- **DATASET**
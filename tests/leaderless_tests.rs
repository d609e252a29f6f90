//! Leaderless-mode integration tests
//!
//! Three in-process nodes, all accepting writes, converging under
//! last-writer-wins.

mod common;

use std::time::Duration;

use serde_json::json;
use tempfile::TempDir;

use common::{free_ports, wait_until, TestClient};
use meridiankv::leaderless::{LeaderlessConfig, LeaderlessNode};
use meridiankv::Config;

// =============================================================================
// Harness
// =============================================================================

struct MeshPorts {
    kv: Vec<u16>,
    repl: Vec<u16>,
}

fn mesh_ports() -> MeshPorts {
    let ports = free_ports(6);
    MeshPorts {
        kv: ports[0..3].to_vec(),
        repl: ports[3..6].to_vec(),
    }
}

fn start_node(temp: &TempDir, ports: &MeshPorts, node_id: u32) -> LeaderlessNode {
    let peer_addrs = (0..3u32)
        .filter(|id| *id != node_id)
        .map(|id| format!("127.0.0.1:{}", ports.repl[id as usize]))
        .collect();

    let config = LeaderlessConfig::new(
        node_id,
        format!("127.0.0.1:{}", ports.repl[node_id as usize]),
        peer_addrs,
    );
    let store = Config::builder()
        .data_dir(temp.path().join(format!("node{}", node_id)))
        .listen_addr(format!("127.0.0.1:{}", ports.kv[node_id as usize]))
        .build();
    LeaderlessNode::start(config, store).unwrap()
}

fn converged(nodes: &[LeaderlessNode], key: &str, expected: &serde_json::Value) -> bool {
    nodes.iter().all(|node| {
        let mut client = TestClient::connect(node.kv_addr());
        client.get(key) == *expected
    })
}

// =============================================================================
// Tests
// =============================================================================

#[test]
fn test_every_node_accepts_writes() {
    let _guard = common::serial_guard();
    let temp = TempDir::new().unwrap();
    let ports = mesh_ports();
    let nodes: Vec<LeaderlessNode> = (0..3).map(|i| start_node(&temp, &ports, i)).collect();

    // Acked immediately after local durability, no quorum needed.
    for (i, node) in nodes.iter().enumerate() {
        let mut client = TestClient::connect(node.kv_addr());
        assert_eq!(
            client.set(&format!("from{}", i), "here"),
            json!({"ok": true})
        );
    }

    // Every write gossips to every node.
    for i in 0..3 {
        let key = format!("from{}", i);
        let expected = json!({"ok": true, "value": "here"});
        assert!(
            wait_until(Duration::from_secs(5), || converged(&nodes, &key, &expected)),
            "{} never converged",
            key
        );
    }

    for node in nodes {
        node.shutdown().unwrap();
    }
}

#[test]
fn test_last_writer_wins_across_nodes() {
    let _guard = common::serial_guard();
    let temp = TempDir::new().unwrap();
    let ports = mesh_ports();
    let nodes: Vec<LeaderlessNode> = (0..3).map(|i| start_node(&temp, &ports, i)).collect();

    // Node 0 writes first, node 1 strictly later by wall clock.
    let mut a = TestClient::connect(nodes[0].kv_addr());
    assert_eq!(a.set("k", "A"), json!({"ok": true}));
    std::thread::sleep(Duration::from_millis(20));
    let mut b = TestClient::connect(nodes[1].kv_addr());
    assert_eq!(b.set("k", "B"), json!({"ok": true}));

    // Once gossip settles, everyone returns the later write, including
    // node 0 which wrote the loser.
    let expected = json!({"ok": true, "value": "B"});
    assert!(
        wait_until(Duration::from_secs(5), || converged(&nodes, "k", &expected)),
        "LWW never converged on the later write"
    );

    for node in nodes {
        node.shutdown().unwrap();
    }
}

#[test]
fn test_delete_propagates_as_tombstone() {
    let _guard = common::serial_guard();
    let temp = TempDir::new().unwrap();
    let ports = mesh_ports();
    let nodes: Vec<LeaderlessNode> = (0..3).map(|i| start_node(&temp, &ports, i)).collect();

    let mut a = TestClient::connect(nodes[0].kv_addr());
    assert_eq!(a.set("doomed", "soon"), json!({"ok": true}));

    let present = json!({"ok": true, "value": "soon"});
    assert!(wait_until(Duration::from_secs(5), || converged(
        &nodes, "doomed", &present
    )));

    // Delete on a different node than the writer.
    std::thread::sleep(Duration::from_millis(20));
    let mut b = TestClient::connect(nodes[1].kv_addr());
    assert_eq!(b.delete("doomed"), json!({"ok": true}));

    let absent = json!({"ok": true, "found": false});
    assert!(
        wait_until(Duration::from_secs(5), || converged(&nodes, "doomed", &absent)),
        "tombstone never converged"
    );

    for node in nodes {
        node.shutdown().unwrap();
    }
}

#[test]
fn test_bulkset_gossips_atomically() {
    let _guard = common::serial_guard();
    let temp = TempDir::new().unwrap();
    let ports = mesh_ports();
    let nodes: Vec<LeaderlessNode> = (0..3).map(|i| start_node(&temp, &ports, i)).collect();

    let mut client = TestClient::connect(nodes[2].kv_addr());
    assert_eq!(
        client.bulkset(&[("b1", "x"), ("b2", "y")]),
        json!({"ok": true})
    );

    for (key, value) in [("b1", "x"), ("b2", "y")] {
        let expected = json!({"ok": true, "value": value});
        assert!(wait_until(Duration::from_secs(5), || converged(
            &nodes, key, &expected
        )));
    }

    for node in nodes {
        node.shutdown().unwrap();
    }
}

#[test]
fn test_node_restart_recovers_gossiped_state() {
    let _guard = common::serial_guard();
    let temp = TempDir::new().unwrap();
    let ports = mesh_ports();
    let mut nodes: Vec<LeaderlessNode> = (0..3).map(|i| start_node(&temp, &ports, i)).collect();

    let mut client = TestClient::connect(nodes[0].kv_addr());
    assert_eq!(client.set("sticky", "value"), json!({"ok": true}));

    let expected = json!({"ok": true, "value": "value"});
    assert!(wait_until(Duration::from_secs(5), || converged(
        &nodes, "sticky", &expected
    )));

    // Restart node 2 on its data dir: the replicated entry was WAL'd
    // locally, so it survives without help from the peers.
    let node2 = nodes.remove(2);
    node2.shutdown().unwrap();
    let node2 = start_node(&temp, &ports, 2);

    let mut client = TestClient::connect(node2.kv_addr());
    assert_eq!(client.get("sticky"), expected);

    nodes.push(node2);
    for node in nodes {
        node.shutdown().unwrap();
    }
}
impl ClusterController {
    /// Build the controller and spawn its inbox and ticker threads.
    /// `inbox` carries messages from this node's repl listener.
    pub fn start(
        config: ClusterConfig,
        engine: Arc<StateEngine>,
        inbox: Receiver<PeerMessage>,
    ) -> (Arc<Self>, Vec<JoinHandle<()>>) {
        let peers = PeerSet::start(
            config
                .peers
                .iter()
                .map(|p| (p.node_id, p.repl_addr.clone()))
                .collect(),
            config.outbound_buffer,
        );

        // Node 0 bootstraps as Primary; everyone else follows it until an
        // election says otherwise.
        let is_bootstrap_primary = config.node_id == 0;
        let now = Instant::now();
        let state = RoleState {
            role: if is_bootstrap_primary {
                Role::Primary
            } else {
                Role::Secondary
            },
            term: 1,
            voted_for: None,
            known_primary: Some(0),
            votes: HashSet::new(),
            election_deadline: now + random_election_timeout(&config),
            last_heartbeat_sent: now - config.heartbeat_interval,
        };

        let controller = Arc::new(ClusterController {
            cluster_seq: AtomicU64::new(engine.max_origin_seq()),
            config,
            engine,
            peers,
            state: Mutex::new(state),
            acks: Mutex::new(HashMap::new()),
            ack_cond: Condvar::new(),
            stop: AtomicBool::new(false),
        });

        let mut handles = Vec::new();

        let inbox_controller = Arc::clone(&controller);
        handles.push(
            thread::Builder::new()
                .name("meridian-cluster-inbox".to_string())
                .spawn(move || inbox_controller.inbox_loop(inbox))
                .expect("failed to spawn cluster inbox thread"),
        );

        let ticker_controller = Arc::clone(&controller);
        handles.push(
            thread::Builder::new()
                .name("meridian-cluster-ticker".to_string())
                .spawn(move || ticker_controller.ticker_loop())
                .expect("failed to spawn cluster ticker thread"),
        );

        (controller, handles)
    }

    /// Stop background threads; they exit within one tick.
    pub fn stop(&self) {
        self.stop.store(true, Ordering::Relaxed);
        self.peers.stop();
        self.ack_cond.notify_all();
    }

    /// Current role (for tests and diagnostics)
    pub fn role(&self) -> Role {
        self.state.lock().role
    }

    /// Current term
    pub fn term(&self) -> u64 {
        self.state.lock().term
    }

    /// Node id of the primary as far as this node knows
    pub fn known_primary(&self) -> Option<u32> {
        self.state.lock().known_primary
    }

    // -------------------------------------------------------------------------
    // Inbox
    // -------------------------------------------------------------------------

    fn inbox_loop(self: Arc<Self>, inbox: Receiver<PeerMessage>) {
        while !self.stop.load(Ordering::Relaxed) {
            match inbox.recv_timeout(TICK) {
                Ok(message) => self.handle_message(message),
                Err(RecvTimeoutError::Timeout) => continue,
                Err(RecvTimeoutError::Disconnected) => break,
            }
        }
    }

    fn handle_message(&self, message: PeerMessage) {
        match message {
            PeerMessage::AppendEntry { term, entry } => self.on_append_entry(term, entry),
            PeerMessage::Heartbeat {
                term,
                node_id,
                last_seq,
            } => self.on_heartbeat(term, node_id, last_seq),
            PeerMessage::RequestVote {
                term,
                candidate_id,
                last_seq,
            } => self.on_request_vote(term, candidate_id, last_seq),
            PeerMessage::Vote {
                term,
                node_id,
                granted,
            } => self.on_vote(term, node_id, granted),
        }
    }

    fn on_append_entry(&self, term: u64, entry: LogEntry) {
        {
            let mut state = self.state.lock();
            if term < state.term {
                tracing::debug!(term, own_term = state.term, "rejected stale AppendEntry");
                return;
            }
            if term > state.term {
                self.step_down(&mut state, term);
            }
            // An entry from the live primary counts as liveness.
            state.election_deadline = Instant::now() + random_election_timeout(&self.config);
        }

        match self.engine.apply_replicated(entry.clone()) {
            Ok(()) => {
                self.cluster_seq.fetch_max(entry.seq, Ordering::AcqRel);
                self.ack_progress();
            }
            Err(e) => {
                tracing::warn!(seq = entry.seq, "failed to apply replicated entry: {}", e);
            }
        }
    }

    fn on_heartbeat(&self, term: u64, node_id: u32, last_seq: u64) {
        let role = {
            let mut state = self.state.lock();
            if term < state.term {
                return;
            }
            if term > state.term {
                self.step_down(&mut state, term);
            }
            match state.role {
                Role::Primary => Role::Primary,
                Role::Secondary | Role::Candidate => {
                    // Heartbeat from the current-term primary.
                    state.role = Role::Secondary;
                    state.known_primary = Some(node_id);
                    state.election_deadline =
                        Instant::now() + random_election_timeout(&self.config);
                    Role::Secondary
                }
            }
        };

        match role {
            Role::Primary => {
                // A secondary advertising progress: record the ack and
                // resend whatever it is missing.
                {
                    let mut acks = self.acks.lock();
                    let slot = acks.entry(node_id).or_insert(0);
                    *slot = (*slot).max(last_seq);
                }
                self.ack_cond.notify_all();
                self.gap_fill(node_id, last_seq);
            }
            _ => {
                // Reply with our own progress so the primary can count
                // acks and drive gap-fill.
                self.ack_progress();
            }
        }
    }

    fn on_request_vote(&self, term: u64, candidate_id: u32, last_seq: u64) {
        let (reply_term, granted) = {
            let mut state = self.state.lock();
            if term < state.term {
                (state.term, false)
            } else {
                if term > state.term {
                    self.step_down(&mut state, term);
                }
                let already_voted = state
                    .voted_for
                    .map(|v| v != candidate_id)
                    .unwrap_or(false);
                let up_to_date = last_seq >= self.cluster_seq.load(Ordering::Acquire);
                let granted = !already_voted && up_to_date;
                if granted {
                    state.voted_for = Some(candidate_id);
                    state.election_deadline =
                        Instant::now() + random_election_timeout(&self.config);
                }
                (state.term, granted)
            }
        };

        tracing::debug!(term, candidate_id, granted, "vote request handled");
        self.peers.send_to(
            candidate_id,
            PeerMessage::Vote {
                term: reply_term,
                node_id: self.config.node_id,
                granted,
            },
        );
    }

    fn on_vote(&self, term: u64, node_id: u32, granted: bool) {
        let won = {
            let mut state = self.state.lock();
            if term > state.term {
                self.step_down(&mut state, term);
                return;
            }
            if state.role != Role::Candidate || term != state.term || !granted {
                return;
            }
            state.votes.insert(node_id);
            // The candidate's own vote is implicit.
            if state.votes.len() + 1 >= self.config.majority() {
                state.role = Role::Primary;
                state.known_primary = Some(self.config.node_id);
                state.last_heartbeat_sent = Instant::now();
                tracing::info!(term, "won election; now primary");
                true
            } else {
                false
            }
        };

        if won {
            // Announce immediately so secondaries settle and lagging
            // peers start advertising their progress.
            self.broadcast_heartbeat();
            self.acks.lock().clear();
        }
    }

    // -------------------------------------------------------------------------
    // Ticker
    // -------------------------------------------------------------------------

    fn ticker_loop(self: Arc<Self>) {
        while !self.stop.load(Ordering::Relaxed) {
            thread::sleep(TICK);

            enum Action {
                Heartbeat,
                Election(u64),
                None,
            }

            let action = {
                let mut state = self.state.lock();
                let now = Instant::now();
                match state.role {
                    Role::Primary => {
                        if now.duration_since(state.last_heartbeat_sent)
                            >= self.config.heartbeat_interval
                        {
                            state.last_heartbeat_sent = now;
                            Action::Heartbeat
                        } else {
                            Action::None
                        }
                    }
                    Role::Secondary | Role::Candidate => {
                        if now >= state.election_deadline {
                            state.role = Role::Candidate;
                            state.term += 1;
                            state.voted_for = Some(self.config.node_id);
                            state.votes.clear();
                            state.known_primary = None;
                            state.election_deadline =
                                now + random_election_timeout(&self.config);
                            Action::Election(state.term)
                        } else {
                            Action::None
                        }
                    }
                }
            };

            match action {
                Action::Heartbeat => self.broadcast_heartbeat(),
                Action::Election(term) => {
                    tracing::info!(term, "heartbeat lost; starting election");
                    self.peers.broadcast(&PeerMessage::RequestVote {
                        term,
                        candidate_id: self.config.node_id,
                        last_seq: self.cluster_seq.load(Ordering::Acquire),
                    });
                }
                Action::None => {}
            }
        }
    }

    // -------------------------------------------------------------------------
    // Helpers
    // -------------------------------------------------------------------------

    /// Observed a higher term: become Secondary under it.
    fn step_down(&self, state: &mut RoleState, term: u64) {
        if state.role == Role::Primary {
            tracing::info!(from = state.term, to = term, "higher term seen; stepping down");
        }
        state.role = Role::Secondary;
        state.term = term;
        state.voted_for = None;
        state.votes.clear();
        state.known_primary = None;
        state.election_deadline = Instant::now() + random_election_timeout(&self.config);
    }

    fn broadcast_heartbeat(&self) {
        let term = self.state.lock().term;
        self.peers.broadcast(&PeerMessage::Heartbeat {
            term,
            node_id: self.config.node_id,
            last_seq: self.cluster_seq.load(Ordering::Acquire),
        });
    }

    /// Advertise our progress to the primary (append ack / gap-fill
    /// driver). Skipped while the primary is unknown; its next heartbeat
    /// collects the same information.
    fn ack_progress(&self) {
        let (term, primary) = {
            let state = self.state.lock();
            (state.term, state.known_primary)
        };
        let primary = match primary {
            Some(id) if id != self.config.node_id => id,
            _ => return,
        };
        self.peers.send_to(
            primary,
            PeerMessage::Heartbeat {
                term,
                node_id: self.config.node_id,
                last_seq: self.cluster_seq.load(Ordering::Acquire),
            },
        );
    }

    /// Resend entries a lagging peer is missing, oldest first.
    fn gap_fill(&self, node_id: u32, peer_last: u64) {
        let own = self.cluster_seq.load(Ordering::Acquire);
        if peer_last >= own {
            return;
        }

        let term = self.state.lock().term;
        match self.engine.entries_with_origin_after(peer_last) {
            Ok(entries) => {
                if entries.is_empty() {
                    // The peer is behind the WAL rotation horizon; log
                    // resend cannot heal it.
                    tracing::warn!(
                        node_id,
                        peer_last,
                        own,
                        "peer behind rotation horizon; cannot gap-fill"
                    );
                    return;
                }
                let batch = entries.len().min(GAP_FILL_BATCH);
                tracing::debug!(node_id, peer_last, resend = batch, "gap-fill resend");
                for entry in entries.into_iter().take(GAP_FILL_BATCH) {
                    self.peers
                        .send_to(node_id, PeerMessage::AppendEntry { term, entry });
                }
            }
            Err(e) => {
                tracing::warn!("gap-fill read failed: {}", e);
            }
        }
    }

    /// Kv-port hint for `not_primary` errors. Takes the already held
    /// role state to keep the lock non-reentrant.
    fn primary_hint(&self, state: &RoleState) -> Option<u16> {
        let primary = state.known_primary?;
        if primary == self.config.node_id {
            return Some(self.config.kv_port);
        }
        self.config
            .peers
            .iter()
            .find(|p| p.node_id == primary)
            .map(|p| p.kv_port)
    }

    /// Block until `needed` peers have advertised `seq`, or the deadline.
    fn wait_for_peer_acks(&self, seq: u64, needed: usize, deadline: Instant) -> bool {
        let mut acks = self.acks.lock();
        loop {
            let have = acks.values().filter(|&&acked| acked >= seq).count();
            if have >= needed {
                return true;
            }
            if Instant::now() >= deadline
                || self
                    .ack_cond
                    .wait_until(&mut acks, deadline)
                    .timed_out()
            {
                return acks.values().filter(|&&acked| acked >= seq).count() >= needed;
            }
        }
    }
}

- **WHAT YOU HAVE TO DO**
Copy every line of the data where "Instant" is found.

- **REPLY**
        let now = Instant::now();
            state.election_deadline = Instant::now() + random_election_timeout(&self.config);
                        Instant::now() + random_election_timeout(&self.config);
                        Instant::now() + random_election_timeout(&self.config);
                state.last_heartbeat_sent = Instant::now();
                let now = Instant::now();
        state.election_deadline = Instant::now() + random_election_timeout(&self.config);
    fn wait_for_peer_acks(&self, seq: u64, needed: usize, deadline: Instant) -> bool {
            if Instant::now() >= deadline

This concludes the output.